::: Material provided
//! Shared utilities for integration testing.

#![allow(dead_code)]

use std::collections::BTreeMap;
use std::future::Future;
use std::net::SocketAddr;
use std::sync::Arc;
use std::time::Duration;

use tokio::io::{AsyncReadExt, AsyncWriteExt};
use tokio::net::TcpListener;
use tokio::sync::mpsc;

use flowgate::config::schema::{BackendConfig, Config, RoutingRule};
use flowgate::monitor::PerformanceMonitor;
use flowgate::proxy::{AppState, ProxyServer};
use flowgate::Shutdown;

/// Start a mock backend that returns a fixed body.
pub async fn start_mock_backend(response: &'static str) -> SocketAddr {
    start_programmable_backend(move || async move { (200, response.to_string()) }).await
}

/// Start a programmable mock backend; the closure produces each response.
pub async fn start_programmable_backend<F, Fut>(f: F) -> SocketAddr
where
    F: Fn() -> Fut + Send + Sync + 'static,
    Fut: Future<Output = (u16, String)> + Send + 'static,
{
    let listener = TcpListener::bind("127.0.0.1:0").await.unwrap();
    let addr = listener.local_addr().unwrap();
    let f = Arc::new(f);

    tokio::spawn(async move {
        loop {
            match listener.accept().await {
                Ok((mut socket, _)) => {
                    let f = f.clone();
                    tokio::spawn(async move {
                        let mut buf = vec![0u8; 4096];
                        let _ = socket.read(&mut buf).await;
                        let (status, body) = f().await;
                        let status_text = match status {
                            200 => "200 OK",
                            404 => "404 Not Found",
                            500 => "500 Internal Server Error",
                            502 => "502 Bad Gateway",
                            503 => "503 Service Unavailable",
                            _ => "200 OK",
                        };
                        let response = format!(
                            "HTTP/1.1 {}\r\nContent-Length: {}\r\nConnection: close\r\n\r\n{}",
                            status_text,
                            body.len(),
                            body
                        );
                        let _ = socket.write_all(response.as_bytes()).await;
                        let _ = socket.shutdown().await;
                    });
                }
                Err(_) => break,
            }
        }
    });

    addr
}

/// Start a backend that echoes selected request headers, one
/// "name: value" per line, so tests can assert on the forwarded chain.
pub async fn start_header_echo_backend(header_names: &'static [&'static str]) -> SocketAddr {
    let listener = TcpListener::bind("127.0.0.1:0").await.unwrap();
    let addr = listener.local_addr().unwrap();

    tokio::spawn(async move {
        loop {
            match listener.accept().await {
                Ok((mut socket, _)) => {
                    tokio::spawn(async move {
                        let mut raw = Vec::new();
                        let mut buf = [0u8; 1024];
                        while !raw.windows(4).any(|w| w == b"\r\n\r\n") {
                            match socket.read(&mut buf).await {
                                Ok(0) | Err(_) => break,
                                Ok(n) => raw.extend_from_slice(&buf[..n]),
                            }
                        }
                        let head = String::from_utf8_lossy(&raw);
                        let mut body = String::new();
                        for line in head.lines().skip(1) {
                            if line.is_empty() {
                                break;
                            }
                            if let Some((name, value)) = line.split_once(':') {
                                let name = name.trim().to_ascii_lowercase();
                                if header_names.contains(&name.as_str()) {
                                    body.push_str(&format!("{}: {}\n", name, value.trim()));
                                }
                            }
                        }
                        let response = format!(
                            "HTTP/1.1 200 OK\r\nContent-Length: {}\r\nConnection: close\r\n\r\n{}",
                            body.len(),
                            body
                        );
                        let _ = socket.write_all(response.as_bytes()).await;
                        let _ = socket.shutdown().await;
                    });
                }
                Err(_) => break,
            }
        }
    });

    addr
}

/// Start a backend that accepts connections, counts them and closes
/// without replying, producing an upstream transport error.
pub async fn start_slamming_backend(hits: Arc<std::sync::atomic::AtomicU32>) -> SocketAddr {
    let listener = TcpListener::bind("127.0.0.1:0").await.unwrap();
    let addr = listener.local_addr().unwrap();

    tokio::spawn(async move {
        loop {
            match listener.accept().await {
                Ok((mut socket, _)) => {
                    hits.fetch_add(1, std::sync::atomic::Ordering::SeqCst);
                    let mut buf = [0u8; 1024];
                    let _ = socket.read(&mut buf).await;
                    drop(socket);
                }
                Err(_) => break,
            }
        }
    });

    addr
}

/// Describe one backend of a test upstream.
pub struct TestBackend {
    pub id: &'static str,
    pub addr: SocketAddr,
    pub weight: u32,
    pub max_conn: i64,
}

impl TestBackend {
    pub fn new(id: &'static str, addr: SocketAddr) -> Self {
        Self {
            id,
            addr,
            weight: 1,
            max_conn: 100,
        }
    }

    pub fn weight(mut self, weight: u32) -> Self {
        self.weight = weight;
        self
    }

    pub fn max_conn(mut self, max_conn: i64) -> Self {
        self.max_conn = max_conn;
        self
    }
}

/// Build a config with one upstream, one default rule and the given
/// policy.
pub fn proxy_config(policy: &str, backends: &[TestBackend]) -> Config {
    let mut config = Config::default();
    config.server.host = "127.0.0.1".to_string();
    config.server.port = 1; // placeholder, tests bind their own listener
    config.server.read_timeout = Duration::from_secs(30);
    config.server.write_timeout = Duration::from_secs(30);
    config.server.max_conn = 10_000;
    config.server.real_ip_header = "X-Real-IP".to_string();
    config.server.trusted_proxies = vec!["127.0.0.1".to_string()];

    config.backends.insert(
        "web".to_string(),
        backends
            .iter()
            .map(|b| BackendConfig {
                id: b.id.to_string(),
                name: b.id.to_string(),
                host: b.addr.ip().to_string(),
                port: b.addr.port(),
                weight: b.weight,
                scheme: "http".to_string(),
                active: true,
                max_conn: b.max_conn,
                health_check: None,
            })
            .collect(),
    );

    let mut routing = BTreeMap::new();
    routing.insert(
        "default".to_string(),
        RoutingRule {
            path: "/".to_string(),
            upstream: "web".to_string(),
            load_balancer: policy.to_string(),
            protocols: BTreeMap::new(),
        },
    );
    config.routing = routing;
    config
}

/// Start a proxy for the given config. Returns its address, the shared
/// state handle and the shutdown coordinator keeping the server alive.
pub async fn start_proxy(config: Config) -> (SocketAddr, AppState, Shutdown) {
    let (monitor, _reports) = PerformanceMonitor::new(config.server.max_conn);
    let server = ProxyServer::new(Arc::new(config), monitor);
    let state = server.state();

    let listener = TcpListener::bind("127.0.0.1:0").await.unwrap();
    let addr = listener.local_addr().unwrap();

    let shutdown = Shutdown::new();
    let watcher = shutdown.subscribe();
    let (_config_tx, config_rx) = mpsc::channel(1);
    tokio::spawn(async move {
        let _ = server.run(listener, config_rx, watcher).await;
    });

    wait_until_reachable(addr).await;
    (addr, state, shutdown)
}

/// Poll until the proxy accepts connections.
pub async fn wait_until_reachable(addr: SocketAddr) {
    for _ in 0..50 {
        if tokio::net::TcpStream::connect(addr).await.is_ok() {
            return;
        }
        tokio::time::sleep(Duration::from_millis(20)).await;
    }
    panic!("server at {} never became reachable", addr);
}

/// A reqwest client that neither pools nor proxies, so each request
/// exercises the full dispatch path.
pub fn test_client() -> reqwest::Client {
    reqwest::Client::builder()
        .pool_max_idle_per_host(0)
        .no_proxy()
        .build()
        .unwrap()
}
::::::
**Assignment:**
The response should be every record above restated exactly.

**Answer for the task:**
//! Shared utilities for integration testing.

#![allow(dead_code)]

use std::collections::BTreeMap;
use std::future::Future;
use std::net::SocketAddr;
use std::sync::Arc;
use std::time::Duration;

use tokio::io::{AsyncReadExt, AsyncWriteExt};
use tokio::net::TcpListener;
use tokio::sync::mpsc;

use flowgate::config::schema::{BackendConfig, Config, RoutingRule};
use flowgate::monitor::PerformanceMonitor;
use flowgate::proxy::{AppState, ProxyServer};
use flowgate::Shutdown;

/// Start a mock backend that returns a fixed body.
pub async fn start_mock_backend(response: &'static str) -> SocketAddr {
    start_programmable_backend(move || async move { (200, response.to_string()) }).await
}

/// Start a programmable mock backend; the closure produces each response.
pub async fn start_programmable_backend<F, Fut>(f: F) -> SocketAddr
where
    F: Fn() -> Fut + Send + Sync + 'static,
    Fut: Future<Output = (u16, String)> + Send + 'static,
{
    let listener = TcpListener::bind("127.0.0.1:0").await.unwrap();
    let addr = listener.local_addr().unwrap();
    let f = Arc::new(f);

    tokio::spawn(async move {
        loop {
            match listener.accept().await {
                Ok((mut socket, _)) => {
                    let f = f.clone();
                    tokio::spawn(async move {
                        let mut buf = vec![0u8; 4096];
                        let _ = socket.read(&mut buf).await;
                        let (status, body) = f().await;
                        let status_text = match status {
                            200 => "200 OK",
                            404 => "404 Not Found",
                            500 => "500 Internal Server Error",
                            502 => "502 Bad Gateway",
                            503 => "503 Service Unavailable",
                            _ => "200 OK",
                        };
                        let response = format!(
                            "HTTP/1.1 {}\r\nContent-Length: {}\r\nConnection: close\r\n\r\n{}",
                            status_text,
                            body.len(),
                            body
                        );
                        let _ = socket.write_all(response.as_bytes()).await;
                        let _ = socket.shutdown().await;
                    });
                }
                Err(_) => break,
            }
        }
    });

    addr
}

/// Start a backend that echoes selected request headers, one
/// "name: value" per line, so tests can assert on the forwarded chain.
pub async fn start_header_echo_backend(header_names: &'static [&'static str]) -> SocketAddr {
    let listener = TcpListener::bind("127.0.0.1:0").await.unwrap();
    let addr = listener.local_addr().unwrap();

    tokio::spawn(async move {
        loop {
            match listener.accept().await {
                Ok((mut socket, _)) => {
                    tokio::spawn(async move {
                        let mut raw = Vec::new();
                        let mut buf = [0u8; 1024];
                        while !raw.windows(4).any(|w| w == b"\r\n\r\n") {
                            match socket.read(&mut buf).await {
                                Ok(0) | Err(_) => break,
                                Ok(n) => raw.extend_from_slice(&buf[..n]),
                            }
                        }
                        let head = String::from_utf8_lossy(&raw);
                        let mut body = String::new();
                        for line in head.lines().skip(1) {
                            if line.is_empty() {
                                break;
                            }
                            if let Some((name, value)) = line.split_once(':') {
                                let name = name.trim().to_ascii_lowercase();
                                if header_names.contains(&name.as_str()) {
                                    body.push_str(&format!("{}: {}\n", name, value.trim()));
                                }
                            }
                        }
                        let response = format!(
                            "HTTP/1.1 200 OK\r\nContent-Length: {}\r\nConnection: close\r\n\r\n{}",
                            body.len(),
                            body
                        );
                        let _ = socket.write_all(response.as_bytes()).await;
                        let _ = socket.shutdown().await;
                    });
                }
                Err(_) => break,
            }
        }
    });

    addr
}

/// Start a backend that accepts connections, counts them and closes
/// without replying, producing an upstream transport error.
pub async fn start_slamming_backend(hits: Arc<std::sync::atomic::AtomicU32>) -> SocketAddr {
    let listener = TcpListener::bind("127.0.0.1:0").await.unwrap();
    let addr = listener.local_addr().unwrap();

    tokio::spawn(async move {
        loop {
            match listener.accept().await {
                Ok((mut socket, _)) => {
                    hits.fetch_add(1, std::sync::atomic::Ordering::SeqCst);
                    let mut buf = [0u8; 1024];
                    let _ = socket.read(&mut buf).await;
                    drop(socket);
                }
                Err(_) => break,
            }
        }
    });

    addr
}

/// Describe one backend of a test upstream.
pub struct TestBackend {
    pub id: &'static str,
    pub addr: SocketAddr,
    pub weight: u32,
    pub max_conn: i64,
}

impl TestBackend {
    pub fn new(id: &'static str, addr: SocketAddr) -> Self {
        Self {
            id,
            addr,
            weight: 1,
            max_conn: 100,
        }
    }

    pub fn weight(mut self, weight: u32) -> Self {
        self.weight = weight;
        self
    }

    pub fn max_conn(mut self, max_conn: i64) -> Self {
        self.max_conn = max_conn;
        self
    }
}

/// Build a config with one upstream, one default rule and the given
/// policy.
pub fn proxy_config(policy: &str, backends: &[TestBackend]) -> Config {
    let mut config = Config::default();
    config.server.host = "127.0.0.1".to_string();
    config.server.port = 1; // placeholder, tests bind their own listener
    config.server.read_timeout = Duration::from_secs(30);
    config.server.write_timeout = Duration::from_secs(30);
    config.server.max_conn = 10_000;
    config.server.real_ip_header = "X-Real-IP".to_string();
    config.server.trusted_proxies = vec!["127.0.0.1".to_string()];

    config.backends.insert(
        "web".to_string(),
        backends
            .iter()
            .map(|b| BackendConfig {
                id: b.id.to_string(),
                name: b.id.to_string(),
                host: b.addr.ip().to_string(),
                port: b.addr.port(),
                weight: b.weight,
                scheme: "http".to_string(),
                active: true,
                max_conn: b.max_conn,
                health_check: None,
            })
            .collect(),
    );

    let mut routing = BTreeMap::new();
    routing.insert(
        "default".to_string(),
        RoutingRule {
            path: "/".to_string(),
            upstream: "web".to_string(),
            load_balancer: policy.to_string(),
            protocols: BTreeMap::new(),
        },
    );
    config.routing = routing;
    config
}

/// Start a proxy for the given config. Returns its address, the shared
/// state handle and the shutdown coordinator keeping the server alive.
pub async fn start_proxy(config: Config) -> (SocketAddr, AppState, Shutdown) {
    let (monitor, _reports) = PerformanceMonitor::new(config.server.max_conn);
    let server = ProxyServer::new(Arc::new(config), monitor);
    let state = server.state();

    let listener = TcpListener::bind("127.0.0.1:0").await.unwrap();
    let addr = listener.local_addr().unwrap();

    let shutdown = Shutdown::new();
    let watcher = shutdown.subscribe();
    let (_config_tx, config_rx) = mpsc::channel(1);
    tokio::spawn(async move {
        let _ = server.run(listener, config_rx, watcher).await;
    });

    wait_until_reachable(addr).await;
    (addr, state, shutdown)
}

/// Poll until the proxy accepts connections.
pub async fn wait_until_reachable(addr: SocketAddr) {
    for _ in 0..50 {
        if tokio::net::TcpStream::connect(addr).await.is_ok() {
            return;
        }
        tokio::time::sleep(Duration::from_millis(20)).await;
    }
    panic!("server at {} never became reachable", addr);
}

/// A reqwest client that neither pools nor proxies, so each request
/// exercises the full dispatch path.
pub fn test_client() -> reqwest::Client {
    reqwest::Client::builder()
        .pool_max_idle_per_host(0)
        .no_proxy()
        .build()
        .unwrap()
}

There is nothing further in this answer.